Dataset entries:
//! The form-state store boundary.
//!
//! A [`FormStore`] owns current values and the live error map, notifies
//! subscribers of value changes, and re-runs an installed [`Resolver`]
//! according to its [`ValidationMode`]. [`MemoryStore`] is the in-process
//! implementation; UI bindings provide their own.

use std::collections::BTreeSet;
use std::rc::Rc;

use tracing::trace;

use crate::config::{FormConfig, ValidationMode};
use crate::error::ErrorMap;
use crate::schema::Validated;
use crate::value::{FieldValue, FormValues, ValueLookup};

/// Validation hook a store calls to validate values.
pub trait Resolver {
    /// Validates every field.
    fn resolve(&self, values: &FormValues) -> Validated;

    /// Validates one field, returning its error if it fails.
    fn resolve_field(&self, name: &str, values: &FormValues) -> Option<String>;
}

/// Callback notified with a field name and its new value.
pub type Listener = Box<dyn FnMut(&str, &FieldValue)>;

/// Handle returned by [`FormStore::subscribe`].
#[derive(Debug, Clone, Copy, PartialEq, Eq, Hash, PartialOrd, Ord)]
pub struct SubscriptionId(u64);

/// Storage for field values and their live errors.
///
/// Listeners run while the store is borrowed and must not call back into
/// it.
pub trait FormStore {
    /// Returns the current value of a field.
    fn value(&self, name: &str) -> Option<&FieldValue>;

    /// Returns every current value.
    fn values(&self) -> &FormValues;

    /// Sets a field's value and notifies subscribers.
    fn set_value(&mut self, name: &str, value: FieldValue);

    /// Records that a field lost focus.
    fn blur(&mut self, name: &str);

    /// Registers a value-change listener.
    fn subscribe(&mut self, listener: Listener) -> SubscriptionId;

    /// Removes a listener. Returns `false` if it was not registered.
    fn unsubscribe(&mut self, id: SubscriptionId) -> bool;

    /// Replaces a field's value with `default`, clearing its error and
    /// interaction state.
    fn reset_field(&mut self, name: &str, default: FieldValue);

    /// Returns the live error of a field.
    fn error(&self, name: &str) -> Option<&str>;

    /// Returns every live error.
    fn errors(&self) -> &ErrorMap;

    /// Shows an error for a field, replacing any existing one.
    fn set_error(&mut self, name: &str, message: String);

    /// Clears the error of a field.
    fn clear_error(&mut self, name: &str);

    /// Replaces every live error.
    fn replace_errors(&mut self, errors: ErrorMap);

    /// Installs the validation hook.
    fn set_resolver(&mut self, resolver: Rc<dyn Resolver>);

    /// Records that a submission was attempted.
    fn mark_submitted(&mut self);
}

/// In-memory [`FormStore`].
pub struct MemoryStore {
    values: FormValues,
    errors: ErrorMap,
    mode: ValidationMode,
    touched: BTreeSet<String>,
    submitted: bool,
    resolver: Option<Rc<dyn Resolver>>,
    listeners: Vec<(SubscriptionId, Listener)>,
    next_id: u64,
}

impl std::fmt::Debug for MemoryStore {
    fn fmt(&self, f: &mut std::fmt::Formatter<'_>) -> std::fmt::Result {
        f.debug_struct("MemoryStore")
            .field("values", &self.values)
            .field("errors", &self.errors)
            .field("mode", &self.mode)
            .field("touched", &self.touched)
            .field("submitted", &self.submitted)
            .field("listeners", &self.listeners.len())
            .finish_non_exhaustive()
    }
}

impl MemoryStore {
    /// Creates a store seeded with `defaults`.
    pub fn new(defaults: FormValues, mode: ValidationMode) -> Self {
        Self {
            values: defaults,
            errors: ErrorMap::new(),
            mode,
            touched: BTreeSet::new(),
            submitted: false,
            resolver: None,
            listeners: Vec::new(),
            next_id: 0,
        }
    }

    /// Creates a store from a configuration's defaults and validation mode.
    pub fn from_config(config: &FormConfig) -> Self {
        Self::new(config.default_values.clone(), config.validation_mode)
    }

    /// Returns the validation mode.
    pub const fn mode(&self) -> ValidationMode {
        self.mode
    }

    /// Returns whether a field has been blurred since its last reset.
    pub fn is_touched(&self, name: &str) -> bool {
        self.touched.contains(name)
    }

    /// Returns whether a submission was attempted.
    pub const fn is_submitted(&self) -> bool {
        self.submitted
    }

    fn validates_on_change(&self, name: &str) -> bool {
        self.submitted
            || match self.mode {
                ValidationMode::OnChange | ValidationMode::All => true,
                ValidationMode::OnTouched => self.touched.contains(name),
                ValidationMode::OnBlur | ValidationMode::OnSubmit => false,
            }
    }

    fn revalidate(&mut self, name: &str) {
        let Some(resolver) = &self.resolver else {
            return;
        };
        match resolver.resolve_field(name, &self.values) {
            Some(message) => self.errors.set(name, message),
            None => {
                self.errors.remove(name);
            }
        }
        trace!(field = name, valid = !self.errors.contains(name), "Revalidated field");
    }

    fn notify(&mut self, name: &str) {
        let Some(value) = self.values.get(name) else {
            return;
        };
        for (_, listener) in &mut self.listeners {
            listener(name, value);
        }
    }
}

impl Default for MemoryStore {
    fn default() -> Self {
        Self::new(FormValues::new(), ValidationMode::default())
    }
}

impl FormStore for MemoryStore {
    fn value(&self, name: &str) -> Option<&FieldValue> {
        self.values.get(name)
    }

    fn values(&self) -> &FormValues {
        &self.values
    }

    fn set_value(&mut self, name: &str, value: FieldValue) {
        self.values.set(name, value);
        self.notify(name);
        if self.validates_on_change(name) {
            self.revalidate(name);
        }
    }

    fn blur(&mut self, name: &str) {
        let first = self.touched.insert(name.to_string());
        let validate = match self.mode {
            ValidationMode::OnBlur | ValidationMode::All => true,
            ValidationMode::OnTouched => first,
            ValidationMode::OnChange | ValidationMode::OnSubmit => false,
        };
        if validate {
            self.revalidate(name);
        }
    }

    fn subscribe(&mut self, listener: Listener) -> SubscriptionId {
        let id = SubscriptionId(self.next_id);
        self.next_id += 1;
        self.listeners.push((id, listener));
        id
    }

    fn unsubscribe(&mut self, id: SubscriptionId) -> bool {
        let before = self.listeners.len();
        self.listeners.retain(|(existing, _)| *existing != id);
        self.listeners.len() != before
    }

    fn reset_field(&mut self, name: &str, default: FieldValue) {
        self.values.set(name, default);
        self.errors.remove(name);
        self.touched.remove(name);
        self.notify(name);
    }

    fn error(&self, name: &str) -> Option<&str> {
        self.errors.get(name)
    }

    fn errors(&self) -> &ErrorMap {
        &self.errors
    }

    fn set_error(&mut self, name: &str, message: String) {
        self.errors.set(name, message);
    }

    fn clear_error(&mut self, name: &str) {
        self.errors.remove(name);
    }

    fn replace_errors(&mut self, errors: ErrorMap) {
        self.errors = errors;
    }

    fn set_resolver(&mut self, resolver: Rc<dyn Resolver>) {
        self.resolver = Some(resolver);
    }

    fn mark_submitted(&mut self) {
        self.submitted = true;
    }
}

impl ValueLookup for MemoryStore {
    fn lookup(&self, name: &str) -> Option<&FieldValue> {
        self.values.get(name)
    }
}
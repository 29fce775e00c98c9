//! # formwix-html
//!
//! HTML renderers for formwix forms: one control renderer per field kind,
//! a slot-based class theme, and whole-form rendering.
//!
//! ```rust
//! use formwix::{ErrorMap, FormConfig, FormValues, SubmitState};
//! use formwix_html::{render_form, Theme};
//!
//! let config = FormConfig::from_json_str(r#"{ "fields": [
//!     { "type": "email", "name": "email", "label": "Email" }
//! ] }"#).unwrap();
//!
//! let mut errors = ErrorMap::new();
//! errors.add("email", "Invalid email address");
//!
//! let html = render_form(
//!     &config,
//!     &FormValues::new().with("email", "nope"),
//!     &errors,
//!     &Theme::default(),
//!     SubmitState::Idle,
//! );
//! assert!(html.contains(r#"id="email-error""#));
//! ```

pub mod controls;
mod form;
mod theme;

pub use controls::{html_escape, renderer_for, ControlRenderer, RenderContext};
pub use form::{render_error_summary, render_field, render_form, SUBMITTING_LABEL};
pub use theme::{classes, Theme, INVALID_CLASS};
//! Field values as read from and written to a form-state store.

use std::collections::BTreeMap;

use serde::{Deserialize, Deserializer, Serialize};

/// The current value of a single field.
///
/// Which variant a field holds depends on its kind: text for most kinds,
/// a number for numeric fields, a boolean for checkboxes and a list of
/// selected option values for multiselects.
#[derive(Debug, Clone, Default, PartialEq, Serialize, Deserialize)]
#[serde(untagged)]
pub enum FieldValue {
    /// No value.
    #[default]
    Null,
    /// A boolean (checkbox state).
    Bool(bool),
    /// A number.
    Number(f64),
    /// A string.
    Text(String),
    /// Selected option values, in selection order.
    ///
    /// Numeric option values are held in their display form, so a JSON
    /// selection `[1, 2.5]` reads as `["1", "2.5"]`.
    List(#[serde(deserialize_with = "selection")] Vec<String>),
}

#[derive(Deserialize)]
#[serde(untagged)]
enum Selected {
    Text(String),
    Number(f64),
}

fn selection<'de, D>(deserializer: D) -> Result<Vec<String>, D::Error>
where
    D: Deserializer<'de>,
{
    let items = Vec::<Selected>::deserialize(deserializer)?;
    Ok(items
        .into_iter()
        .map(|item| match item {
            Selected::Text(s) => s,
            Selected::Number(n) => n.to_string(),
        })
        .collect())
}

impl FieldValue {
    /// Returns the name of the value's type as used in messages.
    pub const fn type_name(&self) -> &'static str {
        match self {
            Self::Null => "null",
            Self::Bool(_) => "boolean",
            Self::Number(_) => "number",
            Self::Text(_) => "string",
            Self::List(_) => "array",
        }
    }

    /// Returns the string if this is a text value.
    pub fn as_str(&self) -> Option<&str> {
        match self {
            Self::Text(s) => Some(s),
            _ => None,
        }
    }

    /// Returns the number if this is a numeric value.
    pub const fn as_f64(&self) -> Option<f64> {
        match self {
            Self::Number(n) => Some(*n),
            _ => None,
        }
    }

    /// Returns the boolean if this is a boolean value.
    pub const fn as_bool(&self) -> Option<bool> {
        match self {
            Self::Bool(b) => Some(*b),
            _ => None,
        }
    }

    /// Returns the selection if this is a list value.
    pub fn as_list(&self) -> Option<&[String]> {
        match self {
            Self::List(items) => Some(items),
            _ => None,
        }
    }

    /// Returns `true` for `Null` and the empty string, which are empty for
    /// every field kind.
    pub fn is_blank(&self) -> bool {
        match self {
            Self::Null => true,
            Self::Text(s) => s.is_empty(),
            _ => false,
        }
    }
}

impl From<&str> for FieldValue {
    fn from(value: &str) -> Self {
        Self::Text(value.to_string())
    }
}

impl From<String> for FieldValue {
    fn from(value: String) -> Self {
        Self::Text(value)
    }
}

impl From<f64> for FieldValue {
    fn from(value: f64) -> Self {
        Self::Number(value)
    }
}

impl From<i32> for FieldValue {
    fn from(value: i32) -> Self {
        Self::Number(f64::from(value))
    }
}

impl From<bool> for FieldValue {
    fn from(value: bool) -> Self {
        Self::Bool(value)
    }
}

impl From<Vec<String>> for FieldValue {
    fn from(value: Vec<String>) -> Self {
        Self::List(value)
    }
}

impl From<Vec<&str>> for FieldValue {
    fn from(value: Vec<&str>) -> Self {
        Self::List(value.into_iter().map(String::from).collect())
    }
}

/// The semantic type a field kind validates its values against.
#[derive(Debug, Clone, Copy, PartialEq, Eq, Hash)]
pub enum ValueType {
    /// A string.
    String,
    /// A number.
    Number,
    /// A boolean.
    Boolean,
    /// A list of strings.
    StringList,
}

impl ValueType {
    /// Returns the type name used in messages.
    pub const fn name(self) -> &'static str {
        match self {
            Self::String => "string",
            Self::Number => "number",
            Self::Boolean => "boolean",
            Self::StringList => "array",
        }
    }

    /// Returns whether a non-empty value has this type.
    pub const fn accepts(self, value: &FieldValue) -> bool {
        matches!(
            (self, value),
            (Self::String, FieldValue::Text(_))
                | (Self::Number, FieldValue::Number(_))
                | (Self::Boolean, FieldValue::Bool(_))
                | (Self::StringList, FieldValue::List(_))
        )
    }

    /// Returns whether `value` counts as empty for fields of this type.
    ///
    /// `Null` and `""` are empty for every type; `false` is also empty for
    /// booleans and a zero-length list is also empty for lists.
    pub fn is_empty(self, value: &FieldValue) -> bool {
        if value.is_blank() {
            return true;
        }
        match (self, value) {
            (Self::Boolean, FieldValue::Bool(b)) => !b,
            (Self::StringList, FieldValue::List(items)) => items.is_empty(),
            _ => false,
        }
    }
}

/// Read access to current field values by name.
pub trait ValueLookup {
    /// Returns the current value of a field, if it has one.
    fn lookup(&self, name: &str) -> Option<&FieldValue>;
}

/// Current values keyed by field name.
#[derive(Debug, Clone, Default, PartialEq, Serialize, Deserialize)]
#[serde(transparent)]
pub struct FormValues {
    values: BTreeMap<String, FieldValue>,
}

impl FormValues {
    /// Creates an empty value set.
    pub fn new() -> Self {
        Self::default()
    }

    /// Sets a value, returning `self` for chaining.
    #[must_use]
    pub fn with(mut self, name: impl Into<String>, value: impl Into<FieldValue>) -> Self {
        self.set(name, value);
        self
    }

    /// Sets the value of a field.
    pub fn set(&mut self, name: impl Into<String>, value: impl Into<FieldValue>) {
        self.values.insert(name.into(), value.into());
    }

    /// Returns the value of a field.
    pub fn get(&self, name: &str) -> Option<&FieldValue> {
        self.values.get(name)
    }

    /// Returns whether a field has a value.
    pub fn contains(&self, name: &str) -> bool {
        self.values.contains_key(name)
    }

    /// Returns the number of values.
    pub fn len(&self) -> usize {
        self.values.len()
    }

    /// Returns whether no field has a value.
    pub fn is_empty(&self) -> bool {
        self.values.is_empty()
    }

    /// Iterates over `(name, value)` pairs in name order.
    pub fn iter(&self) -> impl Iterator<Item = (&str, &FieldValue)> {
        self.values.iter().map(|(name, value)| (name.as_str(), value))
    }
}

impl ValueLookup for FormValues {
    fn lookup(&self, name: &str) -> Option<&FieldValue> {
        self.get(name)
    }
}

impl<K: Into<String>, V: Into<FieldValue>> FromIterator<(K, V)> for FormValues {
    fn from_iter<I: IntoIterator<Item = (K, V)>>(iter: I) -> Self {
        Self {
            values: iter
                .into_iter()
                .map(|(name, value)| (name.into(), value.into()))
                .collect(),
        }
    }
}

#[cfg(test)]
mod tests {
    use super::*;

    #[test]
    fn test_emptiness_is_kind_polymorphic() {
        assert!(ValueType::String.is_empty(&FieldValue::Null));
        assert!(ValueType::String.is_empty(&FieldValue::from("")));
        assert!(!ValueType::String.is_empty(&FieldValue::from(" ")));

        assert!(ValueType::Boolean.is_empty(&FieldValue::Bool(false)));
        assert!(!ValueType::Boolean.is_empty(&FieldValue::Bool(true)));
        assert!(!ValueType::String.is_empty(&FieldValue::Bool(false)));

        assert!(ValueType::StringList.is_empty(&FieldValue::List(vec![])));
        assert!(!ValueType::StringList.is_empty(&FieldValue::from(vec!["a"])));

        assert!(!ValueType::Number.is_empty(&FieldValue::Number(0.0)));
    }

    #[test]
    fn test_accepts() {
        assert!(ValueType::Number.accepts(&FieldValue::Number(1.5)));
        assert!(!ValueType::Number.accepts(&FieldValue::from("1.5")));
        assert!(ValueType::StringList.accepts(&FieldValue::from(vec!["x"])));
    }

    #[test]
    fn test_values_from_json() {
        let values: FormValues = serde_json::from_str(
            r#"{"name": "Ada", "age": 36, "agree": true, "tags": ["a", "b"], "note": null}"#,
        )
        .unwrap();

        assert_eq!(values.get("name"), Some(&FieldValue::from("Ada")));
        assert_eq!(values.get("age"), Some(&FieldValue::Number(36.0)));
        assert_eq!(values.get("agree"), Some(&FieldValue::Bool(true)));
        assert_eq!(values.get("tags"), Some(&FieldValue::from(vec!["a", "b"])));
        assert_eq!(values.get("note"), Some(&FieldValue::Null));
        assert_eq!(values.len(), 5);
    }

    #[test]
    fn test_numeric_selection_reads_as_option_text() {
        let values: FormValues = serde_json::from_str(r#"{"sizes": [1, "two", 2.5]}"#).unwrap();
        assert_eq!(
            values.get("sizes"),
            Some(&FieldValue::from(vec!["1", "two", "2.5"]))
        );
        assert_eq!(
            serde_json::to_string(&values).unwrap(),
            r#"{"sizes":["1","two","2.5"]}"#
        );

        assert!(serde_json::from_str::<FieldValue>("[true]").is_err());
    }

    #[test]
    fn test_lookup() {
        let values = FormValues::new().with("email", "a@b.co");
        assert_eq!(values.lookup("email"), Some(&FieldValue::from("a@b.co")));
        assert_eq!(values.lookup("missing"), None);
    }
}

## [Work instructions]
If a line comes after the one that contains "pub trait Resolver", leave it out; return every line of the entries up to that point exactly, starting with the first, with that line included.

## [Reply to the exercise]
//! The form-state store boundary.
//!
//! A [`FormStore`] owns current values and the live error map, notifies
//! subscribers of value changes, and re-runs an installed [`Resolver`]
//! according to its [`ValidationMode`]. [`MemoryStore`] is the in-process
//! implementation; UI bindings provide their own.

use std::collections::BTreeSet;
use std::rc::Rc;

use tracing::trace;

use crate::config::{FormConfig, ValidationMode};
use crate::error::ErrorMap;
use crate::schema::Validated;
use crate::value::{FieldValue, FormValues, ValueLookup};

/// Validation hook a store calls to validate values.
pub trait Resolver {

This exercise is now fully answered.